Data entries
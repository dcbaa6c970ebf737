use anyhow::{Context, Result};
use tracing::{error, info, warn};

use crate::caption::CaptionResolver;
use crate::config::Config;
use crate::context::ContextWindowBuilder;
use crate::failure::{classify, ReasonCategory};
use crate::fingerprint::fingerprint;
use crate::media::MediaFetcher;
use crate::publish::{truncate_caption, PublishError, Publisher};
use crate::rewrite::CaptionRewriter;
use crate::scanner::BatchScanner;
use crate::source::MessageSource;
use crate::state::StateStore;

/// What a single run accomplished.
#[derive(Debug)]
pub enum RunOutcome {
    /// No unresolved candidate this run.
    Idle,
    Published {
        fingerprint: String,
        post_id: String,
    },
    Failed {
        fingerprint: String,
        reason: ReasonCategory,
    },
}

/// Sequential run-once orchestration: scan, resolve a caption, download,
/// publish, record the outcome. Processes at most one video per run; cron
/// provides the cadence.
pub struct Pipeline {
    config: Config,
    source: Box<dyn MessageSource>,
    scanner: BatchScanner,
    window_builder: ContextWindowBuilder,
    resolver: CaptionResolver,
    rewriter: Option<CaptionRewriter>,
    fetcher: Box<dyn MediaFetcher>,
    publisher: Box<dyn Publisher>,
}

impl Pipeline {
    pub fn new(
        config: Config,
        source: Box<dyn MessageSource>,
        resolver: CaptionResolver,
        rewriter: Option<CaptionRewriter>,
        fetcher: Box<dyn MediaFetcher>,
        publisher: Box<dyn Publisher>,
    ) -> Self {
        let scanner = BatchScanner::new(config.scan.batch_size);
        let window_builder = ContextWindowBuilder::new(config.scan.context_radius);

        Self {
            config,
            source,
            scanner,
            window_builder,
            resolver,
            rewriter,
            fetcher,
            publisher,
        }
    }

    /// Process at most one video. Failing to resolve the channel is the one
    /// hard error here; everything after that either recovers locally or is
    /// recorded as a terminal per-video failure.
    pub async fn run_once(&self, state: &mut StateStore) -> Result<RunOutcome> {
        let entity = self
            .source
            .get_entity(&self.config.source.channel)
            .await
            .with_context(|| {
                format!("cannot resolve channel {}", self.config.source.channel)
            })?;

        let candidate = match self
            .scanner
            .find_oldest_unresolved(self.source.as_ref(), &entity, state)
            .await
        {
            Ok(Some(candidate)) => candidate,
            Ok(None) => {
                info!("💤 No unresolved videos this run");
                return Ok(RunOutcome::Idle);
            }
            Err(e) => {
                warn!("Scan failed: {} (nothing processed this run)", e);
                return Ok(RunOutcome::Idle);
            }
        };

        let fp = fingerprint(&candidate);

        let window = self
            .window_builder
            .build_window(self.source.as_ref(), &entity, &candidate)
            .await;

        let mut caption = self.resolver.resolve(&candidate, &window).await;
        if caption.is_empty() {
            info!("No caption resolved, using default");
            caption = self.config.caption.default_caption.clone();
        }

        if let Some(rewriter) = &self.rewriter {
            caption = rewriter.rewrite(&caption).await;
        }
        let caption = truncate_caption(&caption, self.config.caption.max_length);

        let media = match self.fetcher.fetch(&entity, candidate.message_id).await {
            Ok(media) => media,
            Err(e) => return self.record_failure(state, &fp, e, "Download").await,
        };

        match self.publisher.publish(media.path(), &caption).await {
            Ok(post_id) => {
                state.mark_processed(&fp).await?;
                info!(
                    "✅ Published message {} as post {}",
                    candidate.message_id, post_id
                );
                Ok(RunOutcome::Published {
                    fingerprint: fp,
                    post_id,
                })
            }
            Err(e) => self.record_failure(state, &fp, e, "Publish").await,
        }
    }

    async fn record_failure(
        &self,
        state: &mut StateStore,
        fingerprint: &str,
        error: PublishError,
        stage: &str,
    ) -> Result<RunOutcome> {
        let reason = classify(&error);
        error!("❌ {} failed for {} ({}): {}", stage, fingerprint, reason, error);

        state
            .mark_failed(fingerprint, reason, Some(error.message.clone()))
            .await?;

        Ok(RunOutcome::Failed {
            fingerprint: fingerprint.to_string(),
            reason,
        })
    }

    /// Best-effort disconnect from the message source.
    pub async fn shutdown(&self) {
        if let Err(e) = self.source.disconnect().await {
            warn!("Disconnect from source failed: {}", e);
        }
    }
}

#[cfg(test)]
mod tests {
    use super::*;
    use crate::llm::{ChatCompletion, ChatMessage};
    use crate::media::TempMedia;
    use crate::source::{Entity, SourceMessage, VideoCandidate};
    use anyhow::anyhow;
    use async_trait::async_trait;
    use chrono::{TimeZone, Utc};
    use std::path::Path;
    use std::sync::{Arc, Mutex};
    use tempfile::{NamedTempFile, TempDir};

    struct FakeSource {
        videos: Vec<VideoCandidate>,
        context: Vec<SourceMessage>,
    }

    #[async_trait]
    impl MessageSource for FakeSource {
        async fn get_entity(&self, name: &str) -> Result<Entity> {
            Ok(Entity {
                id: 1,
                name: name.to_string(),
                title: None,
            })
        }

        async fn video_messages(
            &self,
            _entity: &Entity,
            offset: u64,
            limit: usize,
        ) -> Result<Vec<VideoCandidate>> {
            Ok(self
                .videos
                .iter()
                .skip(offset as usize)
                .take(limit)
                .cloned()
                .collect())
        }

        async fn messages_by_ids(
            &self,
            _entity: &Entity,
            ids: &[i64],
        ) -> Result<Vec<SourceMessage>> {
            Ok(self
                .context
                .iter()
                .filter(|m| ids.contains(&m.message_id))
                .cloned()
                .collect())
        }

        async fn disconnect(&self) -> Result<()> {
            Ok(())
        }
    }

    struct FailingRanker;

    #[async_trait]
    impl ChatCompletion for FailingRanker {
        async fn complete(&self, _messages: Vec<ChatMessage>) -> Result<String> {
            Err(anyhow!("ranking endpoint unreachable"))
        }
    }

    struct FakeFetcher {
        fail_with: Option<PublishError>,
    }

    #[async_trait]
    impl MediaFetcher for FakeFetcher {
        async fn fetch(
            &self,
            _entity: &Entity,
            _message_id: i64,
        ) -> Result<TempMedia, PublishError> {
            if let Some(err) = &self.fail_with {
                return Err(err.clone());
            }
            Ok(TempMedia::new(NamedTempFile::new().unwrap()))
        }
    }

    struct FakePublisher {
        fail_with: Option<PublishError>,
        captions: Arc<Mutex<Vec<String>>>,
    }

    impl FakePublisher {
        fn succeeding() -> Self {
            Self {
                fail_with: None,
                captions: Arc::new(Mutex::new(Vec::new())),
            }
        }

        fn failing(error: PublishError) -> Self {
            Self {
                fail_with: Some(error),
                captions: Arc::new(Mutex::new(Vec::new())),
            }
        }
    }

    #[async_trait]
    impl Publisher for FakePublisher {
        async fn publish(&self, _media: &Path, caption: &str) -> Result<String, PublishError> {
            self.captions.lock().unwrap().push(caption.to_string());
            match &self.fail_with {
                Some(err) => Err(err.clone()),
                None => Ok("post-1".to_string()),
            }
        }
    }

    fn candidate(message_id: i64, text: Option<&str>) -> VideoCandidate {
        VideoCandidate {
            peer_id: Some(1001),
            message_id,
            sender_id: Some(7),
            timestamp: Utc.timestamp_opt(1_700_000_000, 0).unwrap(),
            video_byte_size: Some(1024),
            video_duration_seconds: Some(30.0),
            text: text.map(|t| t.to_string()),
        }
    }

    fn test_config() -> Config {
        let mut config = Config::default();
        config.source.channel = "test_channel".to_string();
        config
    }

    fn pipeline(
        source: FakeSource,
        fetcher: FakeFetcher,
        publisher: FakePublisher,
    ) -> (Pipeline, Arc<Mutex<Vec<String>>>) {
        let captions = publisher.captions.clone();
        let resolver = CaptionResolver::new(Box::new(FailingRanker), 300);
        let pipeline = Pipeline::new(
            test_config(),
            Box::new(source),
            resolver,
            None,
            Box::new(fetcher),
            Box::new(publisher),
        );
        (pipeline, captions)
    }

    #[tokio::test]
    async fn test_publish_success_marks_processed() {
        let dir = TempDir::new().unwrap();
        let mut state = StateStore::open(dir.path()).await.unwrap();

        let source = FakeSource {
            videos: vec![candidate(10, Some("hello"))],
            context: Vec::new(),
        };
        let (pipeline, captions) = pipeline(
            source,
            FakeFetcher { fail_with: None },
            FakePublisher::succeeding(),
        );

        let outcome = pipeline.run_once(&mut state).await.unwrap();

        match outcome {
            RunOutcome::Published {
                fingerprint,
                post_id,
            } => {
                assert_eq!(post_id, "post-1");
                assert!(state.is_processed(&fingerprint));
            }
            other => panic!("expected Published, got {:?}", other),
        }
        assert_eq!(captions.lock().unwrap().as_slice(), ["hello"]);
    }

    #[tokio::test]
    async fn test_publish_failure_is_terminal() {
        let dir = TempDir::new().unwrap();
        let mut state = StateStore::open(dir.path()).await.unwrap();

        let source = FakeSource {
            videos: vec![candidate(10, Some("hello"))],
            context: Vec::new(),
        };
        let (pipeline, _) = pipeline(
            source,
            FakeFetcher { fail_with: None },
            FakePublisher::failing(PublishError::new(
                Some(400),
                "video longer than 140 seconds",
            )),
        );

        let outcome = pipeline.run_once(&mut state).await.unwrap();

        match outcome {
            RunOutcome::Failed {
                fingerprint,
                reason,
            } => {
                assert_eq!(reason, ReasonCategory::DurationExceeded);
                assert!(state.is_failed(&fingerprint));
                assert_eq!(state.failed_records()[0].reason, "duration_exceeded");
            }
            other => panic!("expected Failed, got {:?}", other),
        }
    }

    #[tokio::test]
    async fn test_failed_candidate_not_retried_next_run() {
        let dir = TempDir::new().unwrap();
        let mut state = StateStore::open(dir.path()).await.unwrap();

        let source = || FakeSource {
            videos: vec![candidate(10, Some("hello"))],
            context: Vec::new(),
        };

        let (first, _) = pipeline(
            source(),
            FakeFetcher { fail_with: None },
            FakePublisher::failing(PublishError::new(Some(500), "flaky backend")),
        );
        first.run_once(&mut state).await.unwrap();

        let (second, captions) = pipeline(
            source(),
            FakeFetcher { fail_with: None },
            FakePublisher::succeeding(),
        );
        let outcome = second.run_once(&mut state).await.unwrap();

        assert!(matches!(outcome, RunOutcome::Idle));
        assert!(captions.lock().unwrap().is_empty());
    }

    #[tokio::test]
    async fn test_download_failure_is_classified() {
        let dir = TempDir::new().unwrap();
        let mut state = StateStore::open(dir.path()).await.unwrap();

        let source = FakeSource {
            videos: vec![candidate(10, Some("hello"))],
            context: Vec::new(),
        };
        let (pipeline, captions) = pipeline(
            source,
            FakeFetcher {
                fail_with: Some(PublishError::new(Some(403), "forbidden")),
            },
            FakePublisher::succeeding(),
        );

        let outcome = pipeline.run_once(&mut state).await.unwrap();

        match outcome {
            RunOutcome::Failed { reason, .. } => {
                assert_eq!(reason, ReasonCategory::Forbidden)
            }
            other => panic!("expected Failed, got {:?}", other),
        }
        assert!(captions.lock().unwrap().is_empty());
    }

    #[tokio::test]
    async fn test_default_caption_when_resolution_empty() {
        let dir = TempDir::new().unwrap();
        let mut state = StateStore::open(dir.path()).await.unwrap();

        // No own text, no usable context, ranker down: default kicks in.
        let source = FakeSource {
            videos: vec![candidate(10, None)],
            context: Vec::new(),
        };
        let (pipeline, captions) = pipeline(
            source,
            FakeFetcher { fail_with: None },
            FakePublisher::succeeding(),
        );

        pipeline.run_once(&mut state).await.unwrap();
        assert_eq!(captions.lock().unwrap().as_slice(), ["New video"]);
    }

    #[tokio::test]
    async fn test_fallback_caption_from_context() {
        let dir = TempDir::new().unwrap();
        let mut state = StateStore::open(dir.path()).await.unwrap();

        let source = FakeSource {
            videos: vec![candidate(10, None)],
            context: vec![SourceMessage {
                message_id: 9,
                sender_id: Some(7),
                timestamp: Utc.timestamp_opt(1_700_000_000 - 10, 0).unwrap(),
                text: Some("look at this".to_string()),
            }],
        };
        let (pipeline, captions) = pipeline(
            source,
            FakeFetcher { fail_with: None },
            FakePublisher::succeeding(),
        );

        pipeline.run_once(&mut state).await.unwrap();
        assert_eq!(captions.lock().unwrap().as_slice(), ["look at this"]);
    }
}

**Task goal**
Look above and return each line of the records exactly, from the very first through the line with "orchestration: scan, resolve", both included.

**Task result**
repository dcbaa6c970ebf737
use anyhow::{Context, Result};
use tracing::{error, info, warn};

use crate::caption::CaptionResolver;
use crate::config::Config;
use crate::context::ContextWindowBuilder;
use crate::failure::{classify, ReasonCategory};
use crate::fingerprint::fingerprint;
use crate::media::MediaFetcher;
use crate::publish::{truncate_caption, PublishError, Publisher};
use crate::rewrite::CaptionRewriter;
use crate::scanner::BatchScanner;
use crate::source::MessageSource;
use crate::state::StateStore;

/// What a single run accomplished.
#[derive(Debug)]
pub enum RunOutcome {
    /// No unresolved candidate this run.
    Idle,
    Published {
        fingerprint: String,
        post_id: String,
    },
    Failed {
        fingerprint: String,
        reason: ReasonCategory,
    },
}

/// Sequential run-once orchestration: scan, resolve a caption, download,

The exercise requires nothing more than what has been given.